Collected data entries
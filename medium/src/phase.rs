use math::float::INV_4PI;
use math::hcm::{self, Vec3};
use std::f32::consts::PI;

/// Henyey-Greenstein phase function. `g` is the mean cosine between the propagation directions
/// before and after scattering: positive values scatter forward, negative ones backward.
///
/// Directions follow the BSDF convention: `wo` and `wi` both point away from the scattering point.
#[derive(Debug, Clone, Copy, PartialEq)]
pub struct HenyeyGreenstein {
    g: f32,
}

impl HenyeyGreenstein {
    pub fn new(g: f32) -> Self {
        Self { g }
    }

    pub fn g(&self) -> f32 {
        self.g
    }

    /// Phase function value in terms of `cos_theta = dot(wo, wi)`.
    fn eval_cos(&self, cos_theta: f32) -> f32 {
        let g = self.g;
        let denom = 1.0 + g * g + 2.0 * g * cos_theta;
        INV_4PI * (1.0 - g * g) / (denom * denom.max(0.0).sqrt())
    }

    pub fn p(&self, wo: Vec3, wi: Vec3) -> f32 {
        self.eval_cos(wo.dot(wi))
    }

    /// Samples `wi` with density exactly `p(wo, wi)`; returns the direction and the density.
    pub fn sample_p(&self, wo: Vec3, (u, v): (f32, f32)) -> (Vec3, f32) {
        let g = self.g;
        // Cosine between the propagation direction (-wo) and wi.
        let cos_mu = if g.abs() < 1e-3 {
            1.0 - 2.0 * u
        } else {
            let sqr_term = (1.0 - g * g) / (1.0 - g + 2.0 * g * u);
            (1.0 + g * g - sqr_term * sqr_term) / (2.0 * g)
        }
        .clamp(-1.0, 1.0);
        let sin_mu = (1.0 - cos_mu * cos_mu).max(0.0).sqrt();
        let forward = -wo.hat();
        let (v1, v2) = hcm::make_coord_system(forward);
        let local = hcm::spherical_direction(sin_mu, cos_mu, 2.0 * PI * v);
        let wi = v1 * local.x + v2 * local.y + forward * local.z;
        (wi, self.eval_cos(-cos_mu))
    }
}
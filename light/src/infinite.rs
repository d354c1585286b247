use crate::{EmissionSample, Light};
use geometry::bbox::BBox;
use geometry::bxdf::concentric_sample_disk;
use geometry::ray::Ray;
use geometry::{AffineTransform, BuildError, Interaction, Transform};
use math::distrib::Distribution2D;
use math::hcm::{make_coord_system, Point3, Vec3};
use math::prob::Prob;
use radiometry::color::Color;
use rayon::prelude::*;
use std::f32::consts::PI;
use texture::ImageMap;

/// Environment light: radiance arriving from infinitely far away, stored in an equirectangular
/// map. In model space, `v` runs from the +y pole (`v = 0`) to the -y pole, and `u` winds around
/// the y axis starting from -z.
#[derive(Debug)]
pub struct InfiniteAreaLight {
    radiance_map: ImageMap,
    to_world: AffineTransform,
    to_model: AffineTransform,
    distrib: Distribution2D,
    avg_radiance: Color,
    world_center: Point3,
    world_radius: f32,
}

impl InfiniteAreaLight {
    /// Builds the light and precomputes the importance-sampling distribution of `radiance_map`.
    pub fn new(radiance_map: ImageMap, to_world: AffineTransform) -> Result<Self, BuildError> {
        let (width, height) = radiance_map.resolution();
        let has_bad_texel = (0..height)
            .flat_map(|row| (0..width).map(move |col| (col, row)))
            .map(|(col, row)| radiance_map.texel(col, row))
            .any(|c| !c.is_finite() || c.has_negative());
        if has_bad_texel {
            return Err(BuildError::invalid(
                "radiance_map",
                "expected non-negative finite texels",
            ));
        }

        // Rows are independent; each one produces its sin-weighted luminance and its color sum,
        // and the partial sums are reduced once all rows are done.
        let rows: Vec<(Vec<f32>, Color)> = (0..height)
            .into_par_iter()
            .map(|row| {
                let sin_theta = (PI * (row as f32 + 0.5) / height as f32).sin();
                let texels = (0..width).map(|col| radiance_map.texel(col, row));
                let weights = texels.clone().map(|c| c.luminance() * sin_theta).collect();
                (weights, texels.sum())
            })
            .collect();
        let mut func = Vec::with_capacity(width * height);
        let mut color_sum = Color::black();
        for (weights, row_sum) in rows {
            func.extend(weights);
            color_sum += row_sum;
        }
        let avg_radiance = color_sum / (width * height) as f32;
        let distrib = Distribution2D::new(&func, width, height);
        log::info!(
            "environment map {}x{} precomputed, average radiance = {}",
            width,
            height,
            avg_radiance
        );

        Ok(Self {
            radiance_map,
            to_world,
            to_model: to_world.inverse(),
            distrib,
            avg_radiance,
            world_center: Point3::ORIGIN,
            world_radius: 0.0,
        })
    }

    /// Records the bounding sphere of the scene; needed by visibility rays, emission sampling
    /// and the power estimate.
    pub fn set_world_bound(&mut self, bound: &BBox) {
        let (center, radius) = bound.bounding_sphere();
        self.world_center = center;
        self.world_radius = radius;
    }

    /// Model-space direction for map coordinates `(u, v)`, with `sin(theta)`.
    fn direction_of((u, v): (f32, f32)) -> (Vec3, f32) {
        let (sin_theta, cos_theta) = (v * PI).sin_cos();
        let (sin_phi, cos_phi) = (u * 2.0 * PI).sin_cos();
        let dir = Vec3::new(sin_theta * sin_phi, cos_theta, -sin_theta * cos_phi);
        (dir, sin_theta)
    }

    /// Map coordinates of a normalized model-space direction.
    fn uv_of(dir: Vec3) -> (f32, f32) {
        let theta = dir.y.clamp(-1.0, 1.0).acos();
        let phi = dir.x.atan2(-dir.z);
        let phi = if phi < 0.0 { phi + 2.0 * PI } else { phi };
        (phi / (2.0 * PI), theta / PI)
    }

    fn density_to_solid_angle(map_pdf: f32, sin_theta: f32) -> f32 {
        if sin_theta <= 0.0 {
            0.0
        } else {
            map_pdf / (2.0 * PI * PI * sin_theta)
        }
    }
}

impl Light for InfiniteAreaLight {
    fn sample_li(&self, target: &Interaction, rnd2: (f32, f32)) -> (Color, Vec3, Prob, Ray) {
        let (uv, map_pdf) = self.distrib.sample_continuous(rnd2);
        let (dir, sin_theta) = Self::direction_of(uv);
        let wi = self.to_world.apply(dir).hat();
        let far_point = target.pos + wi * (2.0 * self.world_radius.max(1.0));
        let vis_ray = target.spawn_ray_to(far_point);
        let pdf = Self::density_to_solid_angle(map_pdf, sin_theta);
        if pdf == 0.0 {
            return (Color::black(), wi, Prob::Density(0.0), vis_ray);
        }
        (self.radiance_map.lookup(uv), wi, Prob::Density(pdf), vis_ray)
    }

    fn pdf_li(&self, _target: &Interaction, wi: Vec3) -> f32 {
        let dir = match self.to_model.apply(wi).try_hat() {
            Some(dir) => dir,
            None => return 0.0,
        };
        let uv = Self::uv_of(dir);
        let sin_theta = (uv.1 * PI).sin();
        Self::density_to_solid_angle(self.distrib.pdf(uv), sin_theta)
    }

    fn power(&self) -> Color {
        self.avg_radiance * (PI * self.world_radius * self.world_radius)
    }

    fn le(&self, ray: &Ray) -> Color {
        match self.to_model.apply(ray.dir).try_hat() {
            Some(dir) => self.radiance_map.lookup(Self::uv_of(dir)),
            None => Color::black(),
        }
    }

    fn sample_le(&self, rnd_pos: (f32, f32), rnd_dir: (f32, f32)) -> EmissionSample {
        let (uv, map_pdf) = self.distrib.sample_continuous(rnd_dir);
        let (dir, sin_theta) = Self::direction_of(uv);
        // The emitted ray travels opposite to the direction the radiance arrives from.
        let d = -self.to_world.apply(dir).hat();
        let (v1, v2) = make_coord_system(d);
        let (cx, cy) = concentric_sample_disk(rnd_pos);
        let disk_point = self.world_center + (v1 * cx + v2 * cy) * self.world_radius;
        let ray = Ray::new(disk_point + d * -self.world_radius, d);
        let pdf_dir = Self::density_to_solid_angle(map_pdf, sin_theta);
        let disk_area = PI * self.world_radius * self.world_radius;
        if pdf_dir == 0.0 || disk_area == 0.0 {
            return EmissionSample::none(ray);
        }
        EmissionSample {
            radiance: self.radiance_map.lookup(uv),
            ray,
            normal: d,
            pdf_pos: disk_area.recip(),
            pdf_dir,
        }
    }

    fn is_infinite(&self) -> bool {
        true
    }

    fn summary(&self) -> String {
        let (w, h) = self.radiance_map.resolution();
        format!(
            "InfiniteAreaLight{{map = {}x{}, average = {}, world radius = {:.2}}}",
            w, h, self.avg_radiance, self.world_radius
        )
    }
}
use std::f32::consts::PI;

pub const ONE_MINUS_EPSILON: f32 = 1.0 - f32::EPSILON;
pub const INV_PI: f32 = 1.0 / PI;
pub const INV_4PI: f32 = 0.25 / PI;

/// Computes the linear interpolation between `a` and `b`: (0, 1) -> (a, b).
///
/// This function also works if `a` and `b` are not "Scalable" by themselves - as long as `a-b` can
/// be scaled by a `f32`, and the difference can be added to either `a` or `b` to get back `T` then
/// `lerp` can be used.
/// - Although `Point3` can't be scaled, but the difference type `Vec3` can, and point + vector is
///   a point, so `lerp` can be used on 2 points.
/// - `lerp` can be used on `Vec3`s as well - easier to understand.
pub fn lerp<T, U>(a: T, b: T, t: f32) -> T
where
    T: Copy + std::ops::Sub<T, Output = U>,
    U: Copy + std::ops::Mul<f32, Output = U> + std::ops::Add<T, Output = T>,
{
    (b - a) * t + a
}

/// Computes the barycentric interpolation given 3 attribute values and 3 barycentric coordinates.
/// The attribute can be of various types. If types can be `lerp`ed, then there's a great chance
/// that they can be `barycentric_lerp`ed.
///
/// One more constraint on difference type (type of `T - T`): `U + U -> U`.
pub fn barycentric_lerp<T, U>(values: (T, T, T), bc_coeffs: (f32, f32, f32)) -> T
where
    T: Copy + std::ops::Sub<T, Output = U>,
    U: Copy
        + std::ops::Mul<f32, Output = U>
        + std::ops::Add<T, Output = T>
        + std::ops::Add<U, Output = U>,
{
    let (a, b, c) = values;
    let (bc0, bc1, _) = bc_coeffs;
    //   bc0 * a + bc1 * b + (1 - bc0 - bc1) * c
    // = bc0 * (a-c) + bc1 * (b-c) + c
    (a - c) * bc0 + (b - c) * bc1 + c
}

pub trait Float: Sized {
    /// Returns the length of other leg of the triangle given the hypotenuse and a known one.
    fn cathetus(self, other: Self) -> Self;
}

impl Float for f32 {
    /// Computes the other side of the right-angle side given the hypotenuse.
    /// Returns 0.0 if the hypotenuse (self) is shorter than the right-angle side.
    /// ```
    /// use math::float::Float;
    /// assert_eq!(1.0f32.cathetus(0.6), 0.8);
    /// assert_eq!(1.0f32.cathetus(-0.6), 0.8);
    /// ```
    fn cathetus(self, other: f32) -> f32 {
        (self.powi(2) - other.powi(2)).max(0.0).sqrt()
    }
}

/// Conservative bound on the relative rounding error accumulated by `n` floating-point operations.
pub fn gamma(n: i32) -> f32 {
    let ne = n as f32 * f32::EPSILON * 0.5;
    ne / (1.0 - ne)
}

/// Divides the given `interval` evenly into `count` pieces and returns the midpoint of each piece
/// together with the spacing between adjacent midpoints.
pub fn linspace(interval: (f32, f32), count: i32) -> (Vec<f32>, f32) {
    let (a, b) = interval;
    (
        (0..count)
            .map(|i| (i as f32 + 0.5) / count as f32 * (b - a) + a)
            .collect::<Vec<_>>(),
        (b - a) / count as f32,
    )
}

pub fn min_max(a: f32, b: f32) -> (f32, f32) {
    if a < b {
        (a, b)
    } else {
        (b, a)
    }
}

pub trait Inside
where
    Self: std::cmp::PartialOrd + Sized + Copy,
{
    fn inside(self, interval: (Self, Self)) -> bool {
        let (left, right) = interval;
        left <= self && self <= right
    }
}

impl Inside for f32 {}

#[macro_export]
macro_rules! assert_le {
    ($left:expr, $right:expr) => {
        if $left > $right {
            panic!(
                "Assertion failed: {} <= {} (values: {} vs. {})",
                stringify!($left),
                stringify!($right),
                $left,
                $right
            )
        }
    };
}

#[macro_export]
macro_rules! assert_lt {
    ($left:expr, $right:expr) => {
        if $left >= $right {
            panic!(
                "Assertion failed: {} < {} (values: {} vs. {})",
                stringify!($left),
                stringify!($right),
                $left,
                $right
            )
        }
    };
}

#[macro_export]
macro_rules! assert_ge {
    ($left:expr, $right:expr) => {
        if $left < $right {
            panic!(
                "Assertion failed: {} >= {} (values: {} vs. {})",
                stringify!($left),
                stringify!($right),
                $left,
                $right
            )
        }
    };
}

• [Work to complete] In the data above, count the lines where the word "denom" appears; reply with the number only.

• [Expected answer] 2